WE ARE WE

Dress-Composition and Performance
by Ayumi Paul

19 January 2018 – 28 January 2018
National Gallery Singapore
26 May 2018 – 27 May 2018
Kunsthalle Osnabrück

        In preparation for the performance at the National Gallery in Singapore from 19th-28th of January 2018 I created a costume, a dress-composition in a double sense: composed of music and textile, based on the Japanese stitching style of “Boro”. I was present in the museum space for 10 consecutive days, during which I performed the dress-compostion for six hours a day. Although I had created a six hour composition for violin and voice prior to starting the performance, I became aware while playing, that there was music that needed to come into existence in real-time and could not be prepared beforehand. The sounds I then played and sung where infinite improvisations based on the fabric on my skin.
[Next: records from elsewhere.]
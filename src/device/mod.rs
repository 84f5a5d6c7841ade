pub mod btle;
pub mod constants;
pub mod decoder;
pub mod run_loop;
pub mod session;
pub mod state;
pub mod transport;
pub mod types;
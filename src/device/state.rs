use crate::error::StateError;

#[derive(Debug, Clone, Copy, PartialEq, Eq)]
pub enum Phase {
    Disconnected,
    Connecting,
    Connected,
    Subscribed,
    Disconnecting,
}

#[derive(Debug, Clone, Copy, PartialEq, Eq)]
pub enum SessionEvent {
    BeginConnect,
    ConnectSucceeded,
    ConnectFailed,
    SubscribeSucceeded,
    BeginTeardown,
    TeardownComplete,
}

/// Lifecycle state of the single device session.
///
/// Phases only move forward, except for teardown which is allowed from every phase and always
/// ends in `Disconnected`. `subscription_active` is true only between a successful subscribe and
/// the end of the matching teardown.
#[derive(Debug, Clone)]
pub struct SessionState {
    phase: Phase,
    target_name: String,
    subscription_active: bool,
}

impl SessionState {
    pub fn new(target_name: impl Into<String>) -> Self {
        SessionState {
            phase: Phase::Disconnected,
            target_name: target_name.into(),
            subscription_active: false,
        }
    }

    pub fn phase(&self) -> Phase {
        self.phase
    }

    pub fn target_name(&self) -> &str {
        &self.target_name
    }

    pub fn subscription_active(&self) -> bool {
        self.subscription_active
    }

    pub fn is_connected(&self) -> bool {
        matches!(self.phase, Phase::Connected | Phase::Subscribed)
    }

    /// The phase `event` would lead to, without applying it.
    pub fn next_phase(&self, event: SessionEvent) -> Result<Phase, StateError> {
        use Phase::*;
        use SessionEvent::*;

        let next = match (self.phase, event) {
            (Disconnected, BeginConnect) => Connecting,
            (Connecting, ConnectSucceeded) => Connected,
            (Connecting, ConnectFailed) => Disconnected,
            (Connected, SubscribeSucceeded) => Subscribed,
            (Disconnected, BeginTeardown) => Disconnected,
            (_, BeginTeardown) => Disconnecting,
            (Disconnecting | Disconnected, TeardownComplete) => Disconnected,
            (from, event) => return Err(StateError::InvalidTransition { from, event }),
        };

        Ok(next)
    }

    pub fn apply(&mut self, event: SessionEvent) -> Result<Phase, StateError> {
        let next = self.next_phase(event)?;

        match event {
            SessionEvent::SubscribeSucceeded => self.subscription_active = true,
            SessionEvent::TeardownComplete => self.subscription_active = false,
            _ => {},
        }

        self.phase = next;
        Ok(next)
    }
}
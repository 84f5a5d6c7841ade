use std::sync::Arc;
use std::time::Duration;
use log::{debug, info, warn};

use crate::device::constants::SQUEGG_NOTIFY_UUID;
use crate::device::decoder::decode;
use crate::device::state::{Phase, SessionEvent, SessionState};
use crate::device::transport::Transport;
use crate::device::types::{Consumer, DeviceEvent, DiscoveredDevice, FrameHandler};
use crate::error::{ConnectError, SubscribeError};

fn forward_frame(consumer: &Consumer, frame: &[u8]) {
    debug!("Received frame {:?}", frame);

    let event = match decode(frame) {
        Ok(measurement) => DeviceEvent::Measurement(measurement),
        Err(err) => DeviceEvent::DecodeFailed(err),
    };

    consumer(event);
}

fn matches_target(device: &DiscoveredDevice, target_name: &str) -> bool {
    device.name == target_name || device.name.starts_with(target_name)
}

/// One device session: owns the lifecycle state, the transport and the consumer of decoded frames.
///
/// Lifecycle calls take `&mut self`, so only one of them can be in flight at a time. The frame
/// handler given to the transport only holds the consumer, never the session state.
pub struct DeviceSession<T: Transport> {
    transport: T,
    state: SessionState,
    consumer: Consumer,
}

impl<T: Transport> DeviceSession<T> {
    pub fn new(transport: T, target_name: impl Into<String>, consumer: Consumer) -> Self {
        DeviceSession {
            transport,
            state: SessionState::new(target_name),
            consumer,
        }
    }

    pub fn state(&self) -> &SessionState {
        &self.state
    }

    pub fn transport(&self) -> &T {
        &self.transport
    }

    pub async fn is_connected(&self) -> bool {
        self.state.is_connected() && self.transport.is_connected().await
    }

    pub async fn connect(&mut self, timeout: Duration) -> Result<(), ConnectError> {
        if self.state.is_connected() {
            if self.transport.is_connected().await {
                return Ok(());
            }

            warn!("Connection lost");
            self.teardown().await;
        }

        self.state.apply(SessionEvent::BeginConnect)?;

        info!("Scanning for {:?}...", self.state.target_name());
        let devices = match self.transport.discover(timeout).await {
            Ok(devices) => devices,
            Err(source) => {
                self.state.apply(SessionEvent::ConnectFailed)?;
                return Err(ConnectError::Discovery { source });
            },
        };

        let Some(device) = devices.into_iter().find(|device| matches_target(device, self.state.target_name())) else {
            info!("No matching device found");
            self.state.apply(SessionEvent::ConnectFailed)?;
            return Err(ConnectError::NotFound { target: self.state.target_name().to_string() });
        };

        info!("Found {:?} @ {}", device.name, device.address);
        match self.transport.connect(&device.address).await {
            Ok(_) => {
                self.state.apply(SessionEvent::ConnectSucceeded)?;
                info!("Connected to {:?} @ {}", device.name, device.address);
                Ok(())
            },
            Err(source) => {
                warn!("Connecting to peripheral failed: {:?}", source);
                self.state.apply(SessionEvent::ConnectFailed)?;
                Err(ConnectError::Failed { address: device.address, source })
            },
        }
    }

    pub async fn subscribe(&mut self) -> Result<(), SubscribeError> {
        match self.state.phase() {
            Phase::Subscribed => return Ok(()),
            Phase::Connected => {},
            _ => return Err(SubscribeError::NotConnected),
        }

        let consumer = self.consumer.clone();
        let handler: FrameHandler = Arc::new(move |frame: &[u8]| forward_frame(&consumer, frame));

        self.transport.subscribe(SQUEGG_NOTIFY_UUID, handler).await?;
        self.state.apply(SessionEvent::SubscribeSucceeded)?;
        info!("Subscribed to notifications");
        Ok(())
    }

    /// Decode one raw notification frame and hand the result to the consumer.
    pub fn handle_raw_frame(&self, frame: &[u8]) {
        forward_frame(&self.consumer, frame);
    }

    /// Best-effort: transport failures are logged and the state always ends `Disconnected`.
    pub async fn teardown(&mut self) {
        let from = self.state.phase();
        if from == Phase::Disconnected && !self.state.subscription_active() {
            return;
        }

        info!("Disconnecting from {:?}...", self.state.target_name());
        if let Err(err) = self.state.apply(SessionEvent::BeginTeardown) {
            warn!("Unexpected teardown transition: {}", err);
        }

        if self.state.subscription_active() {
            if let Err(err) = self.transport.unsubscribe(SQUEGG_NOTIFY_UUID).await {
                warn!("Failed to stop notifications: {}", err);
            }
        }

        if let Err(err) = self.transport.disconnect().await {
            warn!("Failed to disconnect: {}", err);
        }

        if let Err(err) = self.state.apply(SessionEvent::TeardownComplete) {
            warn!("Unexpected teardown transition: {}", err);
        }
        info!("Disconnected.");
    }
}
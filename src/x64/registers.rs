//! x86-64 register file.
//!
//! General purpose registers are numbered 0-15 in hardware encoding order,
//! XMM registers 16-31.

use crate::core::arch::{ArchKind, Architecture};
use crate::core::register::{Register, RegisterCategory};

const fn cpu(name: &'static str, encoding: u8) -> Register {
    Register::new(name, encoding as u16, encoding, RegisterCategory::GeneralPurpose)
}

const fn xmm(name: &'static str, encoding: u8) -> Register {
    Register::new(name, 16 + encoding as u16, encoding, RegisterCategory::FloatingPoint)
}

pub const RAX: Register = cpu("rax", 0);
pub const RCX: Register = cpu("rcx", 1);
pub const RDX: Register = cpu("rdx", 2);
pub const RBX: Register = cpu("rbx", 3);
pub const RSP: Register = cpu("rsp", 4);
pub const RBP: Register = cpu("rbp", 5);
pub const RSI: Register = cpu("rsi", 6);
pub const RDI: Register = cpu("rdi", 7);
pub const R8: Register = cpu("r8", 8);
pub const R9: Register = cpu("r9", 9);
pub const R10: Register = cpu("r10", 10);
pub const R11: Register = cpu("r11", 11);
pub const R12: Register = cpu("r12", 12);
pub const R13: Register = cpu("r13", 13);
pub const R14: Register = cpu("r14", 14);
pub const R15: Register = cpu("r15", 15);

pub const XMM0: Register = xmm("xmm0", 0);
pub const XMM1: Register = xmm("xmm1", 1);
pub const XMM2: Register = xmm("xmm2", 2);
pub const XMM3: Register = xmm("xmm3", 3);
pub const XMM4: Register = xmm("xmm4", 4);
pub const XMM5: Register = xmm("xmm5", 5);
pub const XMM6: Register = xmm("xmm6", 6);
pub const XMM7: Register = xmm("xmm7", 7);
pub const XMM8: Register = xmm("xmm8", 8);
pub const XMM9: Register = xmm("xmm9", 9);
pub const XMM10: Register = xmm("xmm10", 10);
pub const XMM11: Register = xmm("xmm11", 11);
pub const XMM12: Register = xmm("xmm12", 12);
pub const XMM13: Register = xmm("xmm13", 13);
pub const XMM14: Register = xmm("xmm14", 14);
pub const XMM15: Register = xmm("xmm15", 15);

pub const CPU_REGISTERS: [Register; 16] = [
    RAX, RCX, RDX, RBX, RSP, RBP, RSI, RDI, R8, R9, R10, R11, R12, R13, R14, R15,
];

pub const XMM_REGISTERS: [Register; 16] = [
    XMM0, XMM1, XMM2, XMM3, XMM4, XMM5, XMM6, XMM7, XMM8, XMM9, XMM10, XMM11, XMM12, XMM13,
    XMM14, XMM15,
];

pub static ALL_REGISTERS: [Register; 32] = [
    RAX, RCX, RDX, RBX, RSP, RBP, RSI, RDI, R8, R9, R10, R11, R12, R13, R14, R15, XMM0, XMM1,
    XMM2, XMM3, XMM4, XMM5, XMM6, XMM7, XMM8, XMM9, XMM10, XMM11, XMM12, XMM13, XMM14, XMM15,
];

/// The x86-64 architecture descriptor.
pub fn amd64() -> Architecture {
    Architecture {
        kind: ArchKind::Amd64,
        word_size: 8,
        registers: &ALL_REGISTERS,
        available_value_registers: &ALL_REGISTERS,
        return_address_size: 8,
    }
}

#[cfg(test)]
mod tests {
    use super::*;

    #[test]
    fn test_register_numbers_match_index() {
        for (i, reg) in ALL_REGISTERS.iter().enumerate() {
            assert_eq!(reg.number as usize, i, "{}", reg);
        }
        assert_eq!(amd64().register_by_name("xmm3"), Some(XMM3));
        assert_eq!(amd64().register_by_name("r12"), Some(R12));
    }
}
//! Backends and the per-architecture backend registry.

use super::code_cache::{CodeCache, DisassembleFn};
use crate::core::arch::{ArchKind, TargetDescription};
use crate::core::error::{CiError, CiResult};
use crate::core::register_config::RegisterConfig;
use crate::core::vm_config::VmConfig;
use hashbrown::HashMap;
use std::sync::Arc;

/// Architecture-specific bundle of register configuration and code cache.
pub struct Backend {
    target: TargetDescription,
    register_config: Arc<dyn RegisterConfig>,
    code_cache: CodeCache,
}

impl Backend {
    pub fn new(
        target: TargetDescription,
        register_config: Arc<dyn RegisterConfig>,
        disassembler: Option<DisassembleFn>,
    ) -> Self {
        let code_cache = CodeCache::new(target.clone(), disassembler);
        Self {
            target,
            register_config,
            code_cache,
        }
    }

    pub fn arch_kind(&self) -> ArchKind {
        self.target.arch.kind
    }

    pub fn target(&self) -> &TargetDescription {
        &self.target
    }

    pub fn register_config(&self) -> &dyn RegisterConfig {
        self.register_config.as_ref()
    }

    pub fn code_cache(&self) -> &CodeCache {
        &self.code_cache
    }
}

/// Creates the backend for one architecture.
pub trait BackendFactory: Send + Sync {
    /// Architecture name matched case-insensitively against the VM's host architecture.
    fn architecture(&self) -> &'static str;

    /// Build the backend. `host` is the host backend when creating a
    /// secondary backend, `None` when creating the host backend itself.
    fn create_backend(&self, config: &VmConfig, host: Option<&Backend>) -> CiResult<Backend>;
}

/// Find the factory for `architecture` among `factories`, first match wins.
pub fn find_factory(
    factories: &[Arc<dyn BackendFactory>],
    architecture: &str,
) -> CiResult<Arc<dyn BackendFactory>> {
    factories
        .iter()
        .find(|f| f.architecture().eq_ignore_ascii_case(architecture))
        .cloned()
        .ok_or_else(|| CiError::UnsupportedArchitecture {
            arch: architecture.to_string(),
        })
}

/// One backend per architecture.
///
/// Written only during single-threaded startup; afterwards it is only read,
/// so concurrent lookups need no synchronization.
#[derive(Default)]
pub struct BackendRegistry {
    backends: HashMap<ArchKind, Arc<Backend>>,
}

impl BackendRegistry {
    pub fn new() -> Self {
        Self::default()
    }

    /// Register `backend` for its architecture.
    ///
    /// # Panics
    /// If a backend for the same architecture is already registered.
    pub fn register(&mut self, backend: Backend) -> Arc<Backend> {
        let arch = backend.arch_kind();
        let backend = Arc::new(backend);
        let old = self.backends.insert(arch, backend.clone());
        assert!(
            old.is_none(),
            "cannot overwrite existing backend for architecture {}",
            arch
        );
        log::debug!("registered backend for {}", arch);
        backend
    }

    pub fn get(&self, arch: ArchKind) -> Option<&Arc<Backend>> {
        self.backends.get(&arch)
    }

    pub fn len(&self) -> usize {
        self.backends.len()
    }

    pub fn is_empty(&self) -> bool {
        self.backends.is_empty()
    }

    pub fn iter(&self) -> impl Iterator<Item = (ArchKind, &Arc<Backend>)> {
        self.backends.iter().map(|(k, v)| (*k, v))
    }
}
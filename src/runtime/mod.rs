// This module holds everything that exists once per process at run time: the backend
// registry and per-backend code caches, the compiler and compiler factory abstractions with
// the logic that selects the system compiler, VM event listeners, runtime options, startup
// timing, statistics and the Runtime facade that ties these together.

//! Runtime layer of the compiler interface.
//!
//! # Startup
//!
//! [`RuntimeBuilder::build`] locates the host backend factory, registers the
//! host backend and resolves the compiler factory. [`Runtime::init_global`]
//! installs one instance for the whole process.
//!
//! # Steady state
//!
//! The execution engine calls [`Runtime::compile_method`],
//! [`Runtime::adjust_compilation_level`], [`Runtime::install_code`] and the
//! lifecycle notifications. Compile dispatch never fails; compiler errors are
//! turned into [`CompilationRequestResult`] failures.

pub mod backend;
pub mod code_cache;
pub mod compiler;
pub mod compiler_config;
pub mod events;
pub mod init_timer;
pub mod options;
#[allow(clippy::module_inception)]
pub mod runtime;
pub mod services;
pub mod stats;
pub mod types;

pub use backend::{find_factory, Backend, BackendFactory, BackendRegistry};
pub use code_cache::{CodeCache, CodeExecutor, CompiledArtifact, InstalledCode, Value};
pub use compiler::{
    CompilationLevel, CompilationLevelAdjustment, CompilationRequest, CompilationRequestResult,
    CompileOutcome, Compiler, CompilerFactory, MethodRef, RequestResult, RuntimeCompilerFactory,
    INVOCATION_ENTRY_BCI,
};
pub use compiler_config::{CompilerFactoryResolver, StubCompilerFactory};
pub use events::VmEventListener;
pub use init_timer::InitTimer;
pub use options::{OptionKey, OptionValue, Options};
pub use runtime::{Runtime, RuntimeBuilder};
pub use services::ServiceRegistry;
pub use stats::{RuntimeStats, StatsSnapshot};
pub use types::{JavaType, ResolvedType, TypeResolver};
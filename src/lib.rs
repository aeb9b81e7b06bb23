//! jitci - compiler interface between a managed-language VM and pluggable JIT compilers.
//!
//! The crate describes each target's register file and calling conventions,
//! registers one backend per architecture, selects the system compiler and
//! exposes a runtime facade the execution engine calls into.
//!
//! # Primary Usage
//!
//! ```ignore
//! use jitci::{CallingConventionType, RegisterConfig, Runtime, ValueKind};
//!
//! let runtime = Runtime::init_global(Runtime::builder())?;
//! let cc = runtime
//!     .host_backend()
//!     .register_config()
//!     .calling_convention(CallingConventionType::ManagedCall, ValueKind::Int, &[ValueKind::Long]);
//! ```
//!
//! # Architecture
//!
//! - [`core`] - Value kinds, registers, calling conventions, configuration
//! - [`x64`] - x86-64 register file, register configuration and disassembler
//! - [`aarch64`] - AArch64 register file and register configuration
//! - [`runtime`] - Backends, code cache, compiler selection, runtime facade

pub mod aarch64;
pub mod core;
pub mod runtime;
pub mod x64;

pub use crate::core::{
    CallingConvention, CallingConventionType, CiError, CiResult, Location, Register, RegisterConfig,
    ValueKind, VmConfig,
};
pub use crate::runtime::{Runtime, RuntimeBuilder, ServiceRegistry};
//! Value kinds of the managed language.
//!
//! The set of kinds is closed. Every kind that can be passed or returned is
//! classified into exactly one [`Lane`]; `Void` and `Illegal` have no lane.

use super::error::{CiError, CiResult};
use std::fmt;

/// Primitive and reference categories of managed values.
#[derive(Debug, Clone, Copy, PartialEq, Eq, Hash)]
pub enum ValueKind {
    Boolean,
    Byte,
    Short,
    Char,
    Int,
    Long,
    Float,
    Double,
    Object,
    Void,
    Illegal,
}

/// Register lane a value travels in when passed to or returned from a call.
#[derive(Debug, Clone, Copy, PartialEq, Eq, Hash)]
pub enum Lane {
    /// Integer and reference values (general purpose registers).
    Integer,
    /// Floating point values.
    Float,
}

impl ValueKind {
    /// Kind used when the value lives in a stack slot or register.
    ///
    /// Sub-int kinds are widened to `Int`; all other kinds are unchanged.
    pub fn stack_kind(self) -> ValueKind {
        match self {
            ValueKind::Boolean | ValueKind::Byte | ValueKind::Short | ValueKind::Char => {
                ValueKind::Int
            }
            other => other,
        }
    }

    /// Natural size in bytes. References are assumed uncompressed (8 bytes).
    pub fn size_in_bytes(self) -> usize {
        match self {
            ValueKind::Boolean | ValueKind::Byte => 1,
            ValueKind::Short | ValueKind::Char => 2,
            ValueKind::Int | ValueKind::Float => 4,
            ValueKind::Long | ValueKind::Double | ValueKind::Object => 8,
            ValueKind::Void | ValueKind::Illegal => 0,
        }
    }

    /// Lane classification, `None` for `Void` and `Illegal`.
    pub fn lane(self) -> Option<Lane> {
        match self {
            ValueKind::Boolean
            | ValueKind::Byte
            | ValueKind::Short
            | ValueKind::Char
            | ValueKind::Int
            | ValueKind::Long
            | ValueKind::Object => Some(Lane::Integer),
            ValueKind::Float | ValueKind::Double => Some(Lane::Float),
            ValueKind::Void | ValueKind::Illegal => None,
        }
    }

    pub fn is_primitive(self) -> bool {
        !matches!(self, ValueKind::Object | ValueKind::Illegal)
    }

    /// Descriptor character of this kind.
    pub fn type_char(self) -> char {
        match self {
            ValueKind::Boolean => 'Z',
            ValueKind::Byte => 'B',
            ValueKind::Short => 'S',
            ValueKind::Char => 'C',
            ValueKind::Int => 'I',
            ValueKind::Long => 'J',
            ValueKind::Float => 'F',
            ValueKind::Double => 'D',
            ValueKind::Object => 'A',
            ValueKind::Void => 'V',
            ValueKind::Illegal => '-',
        }
    }

    /// Map a primitive or void descriptor character to its kind.
    pub fn from_primitive_or_void_type_char(ch: char) -> CiResult<ValueKind> {
        match ch {
            'Z' => Ok(ValueKind::Boolean),
            'B' => Ok(ValueKind::Byte),
            'S' => Ok(ValueKind::Short),
            'C' => Ok(ValueKind::Char),
            'I' => Ok(ValueKind::Int),
            'J' => Ok(ValueKind::Long),
            'F' => Ok(ValueKind::Float),
            'D' => Ok(ValueKind::Double),
            'V' => Ok(ValueKind::Void),
            _ => Err(CiError::InvalidTypeChar { ch }),
        }
    }

    /// Name as used in source code (`int`, `long`, ...).
    pub fn java_name(self) -> &'static str {
        match self {
            ValueKind::Boolean => "boolean",
            ValueKind::Byte => "byte",
            ValueKind::Short => "short",
            ValueKind::Char => "char",
            ValueKind::Int => "int",
            ValueKind::Long => "long",
            ValueKind::Float => "float",
            ValueKind::Double => "double",
            ValueKind::Object => "Object",
            ValueKind::Void => "void",
            ValueKind::Illegal => "illegal",
        }
    }
}

impl fmt::Display for ValueKind {
    fn fmt(&self, f: &mut fmt::Formatter<'_>) -> fmt::Result {
        f.write_str(self.java_name())
    }
}

#[cfg(test)]
mod tests {
    use super::*;

    #[test]
    fn test_stack_kind_widens_sub_int_kinds() {
        for kind in [ValueKind::Boolean, ValueKind::Byte, ValueKind::Short, ValueKind::Char] {
            assert_eq!(kind.stack_kind(), ValueKind::Int);
        }
        assert_eq!(ValueKind::Long.stack_kind(), ValueKind::Long);
        assert_eq!(ValueKind::Object.stack_kind(), ValueKind::Object);
        assert_eq!(ValueKind::Float.stack_kind(), ValueKind::Float);
    }

    #[test]
    fn test_lane_classification() {
        assert_eq!(ValueKind::Object.lane(), Some(Lane::Integer));
        assert_eq!(ValueKind::Char.lane(), Some(Lane::Integer));
        assert_eq!(ValueKind::Double.lane(), Some(Lane::Float));
        assert_eq!(ValueKind::Void.lane(), None);
        assert_eq!(ValueKind::Illegal.lane(), None);
    }

    #[test]
    fn test_type_chars() {
        assert_eq!(ValueKind::from_primitive_or_void_type_char('J').unwrap(), ValueKind::Long);
        assert_eq!(ValueKind::from_primitive_or_void_type_char('V').unwrap(), ValueKind::Void);
        assert!(matches!(
            ValueKind::from_primitive_or_void_type_char('L'),
            Err(CiError::InvalidTypeChar { ch: 'L' })
        ));
        assert_eq!(ValueKind::Double.type_char(), 'D');
    }
}
//! VM configuration values consumed by the compiler interface.
//!
//! The execution engine provides these once at startup. [`VmConfig::host`]
//! derives a configuration for the machine the crate was built for.

use std::fmt;

/// Snapshot of the VM configuration.
#[derive(Debug, Clone, PartialEq, Eq)]
pub struct VmConfig {
    /// Host architecture name (`amd64`, `aarch64`).
    pub host_architecture: String,
    /// Machine word size in bytes.
    pub word_size: usize,
    /// Whether heap references are compressed relative to a heap base register.
    pub use_compressed_oops: bool,
    pub windows_os: bool,
    /// Largest supported compiled frame, in bytes.
    pub max_frame_size: usize,

    pub comp_level_adjustment_none: i32,
    pub comp_level_adjustment_by_holder: i32,
    pub comp_level_adjustment_by_full_signature: i32,

    pub compilation_level_none: i32,
    pub compilation_level_simple: i32,
    pub compilation_level_limited_profile: i32,
    pub compilation_level_full_profile: i32,
    pub compilation_level_full_optimization: i32,
}

impl VmConfig {
    /// Configuration for the build target.
    pub fn host() -> Self {
        let arch = if cfg!(target_arch = "x86_64") {
            "amd64"
        } else {
            std::env::consts::ARCH
        };
        Self::for_architecture(arch)
    }

    /// Default configuration for a named architecture.
    pub fn for_architecture(arch: &str) -> Self {
        Self {
            host_architecture: arch.to_string(),
            word_size: std::mem::size_of::<usize>(),
            use_compressed_oops: false,
            windows_os: cfg!(windows),
            max_frame_size: 16 * 1024,
            comp_level_adjustment_none: 0,
            comp_level_adjustment_by_holder: 1,
            comp_level_adjustment_by_full_signature: 2,
            compilation_level_none: 0,
            compilation_level_simple: 1,
            compilation_level_limited_profile: 2,
            compilation_level_full_profile: 3,
            compilation_level_full_optimization: 4,
        }
    }

    pub fn with_compressed_oops(mut self, enabled: bool) -> Self {
        self.use_compressed_oops = enabled;
        self
    }

    pub fn with_windows_os(mut self, enabled: bool) -> Self {
        self.windows_os = enabled;
        self
    }

    /// All values as `(type, name, value)`, sorted by name.
    pub fn flags(&self) -> Vec<(&'static str, &'static str, String)> {
        let mut flags = vec![
            ("String", "hostArchitecture", self.host_architecture.clone()),
            ("intx", "wordSize", self.word_size.to_string()),
            ("bool", "UseCompressedOops", self.use_compressed_oops.to_string()),
            ("bool", "windowsOs", self.windows_os.to_string()),
            ("intx", "maxFrameSize", self.max_frame_size.to_string()),
            ("int", "compLevelAdjustmentNone", self.comp_level_adjustment_none.to_string()),
            ("int", "compLevelAdjustmentByHolder", self.comp_level_adjustment_by_holder.to_string()),
            (
                "int",
                "compLevelAdjustmentByFullSignature",
                self.comp_level_adjustment_by_full_signature.to_string(),
            ),
            ("int", "compilationLevelNone", self.compilation_level_none.to_string()),
            ("int", "compilationLevelSimple", self.compilation_level_simple.to_string()),
            (
                "int",
                "compilationLevelLimitedProfile",
                self.compilation_level_limited_profile.to_string(),
            ),
            ("int", "compilationLevelFullProfile", self.compilation_level_full_profile.to_string()),
            (
                "int",
                "compilationLevelFullOptimization",
                self.compilation_level_full_optimization.to_string(),
            ),
        ];
        flags.sort_by(|a, b| a.1.cmp(b.1));
        flags
    }
}

impl Default for VmConfig {
    fn default() -> Self {
        Self::host()
    }
}

impl fmt::Display for VmConfig {
    fn fmt(&self, f: &mut fmt::Formatter<'_>) -> fmt::Result {
        for (ty, name, value) in self.flags() {
            writeln!(f, "[vmconfig:flag] {} {} = {}", ty, name, value)?;
        }
        Ok(())
    }
}
//! Registry of pluggable services.
//!
//! Backend factories, compiler factories and event listeners are registered
//! explicitly at startup. Registration order is the discovery order seen by
//! the runtime.

use super::backend::BackendFactory;
use super::compiler::CompilerFactory;
use super::events::VmEventListener;
use crate::aarch64::Aarch64BackendFactory;
use crate::x64::Amd64BackendFactory;
use std::sync::Arc;

#[derive(Clone, Default)]
pub struct ServiceRegistry {
    backend_factories: Vec<Arc<dyn BackendFactory>>,
    compiler_factories: Vec<Arc<dyn CompilerFactory>>,
    event_listeners: Vec<Arc<dyn VmEventListener>>,
}

impl ServiceRegistry {
    /// An empty registry.
    pub fn new() -> Self {
        Self::default()
    }

    /// A registry holding the backend factories of every supported architecture.
    pub fn with_builtin_backends() -> Self {
        let mut registry = Self::new();
        registry
            .register_backend_factory(Arc::new(Amd64BackendFactory))
            .register_backend_factory(Arc::new(Aarch64BackendFactory));
        registry
    }

    pub fn register_backend_factory(&mut self, factory: Arc<dyn BackendFactory>) -> &mut Self {
        self.backend_factories.push(factory);
        self
    }

    pub fn register_compiler_factory(&mut self, factory: Arc<dyn CompilerFactory>) -> &mut Self {
        self.compiler_factories.push(factory);
        self
    }

    pub fn register_event_listener(&mut self, listener: Arc<dyn VmEventListener>) -> &mut Self {
        self.event_listeners.push(listener);
        self
    }

    pub fn backend_factories(&self) -> &[Arc<dyn BackendFactory>] {
        &self.backend_factories
    }

    pub fn compiler_factories(&self) -> &[Arc<dyn CompilerFactory>] {
        &self.compiler_factories
    }

    pub fn event_listeners(&self) -> &[Arc<dyn VmEventListener>] {
        &self.event_listeners
    }
}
        As part of my research I had explored female narratives within Singapores history, which led me to study the context of sisterhoods of Chinese immigrants in the 19th century and their use of garnments. The stitching style of Boro, which refers to a patch working practice common within Japanese 19th century farming class came to my mind. Out of economic necessity, similar to many other cultures, Boro clothing was stitched together from several pieces of textile, giving new use to older, tattered garments. Coincidentally, it was on my travels back home, just after having finished site research in Singapore that I found an original Boro Kimono at an antique store in Paris. I bought it and used it as the starting point and base for my dress-composition.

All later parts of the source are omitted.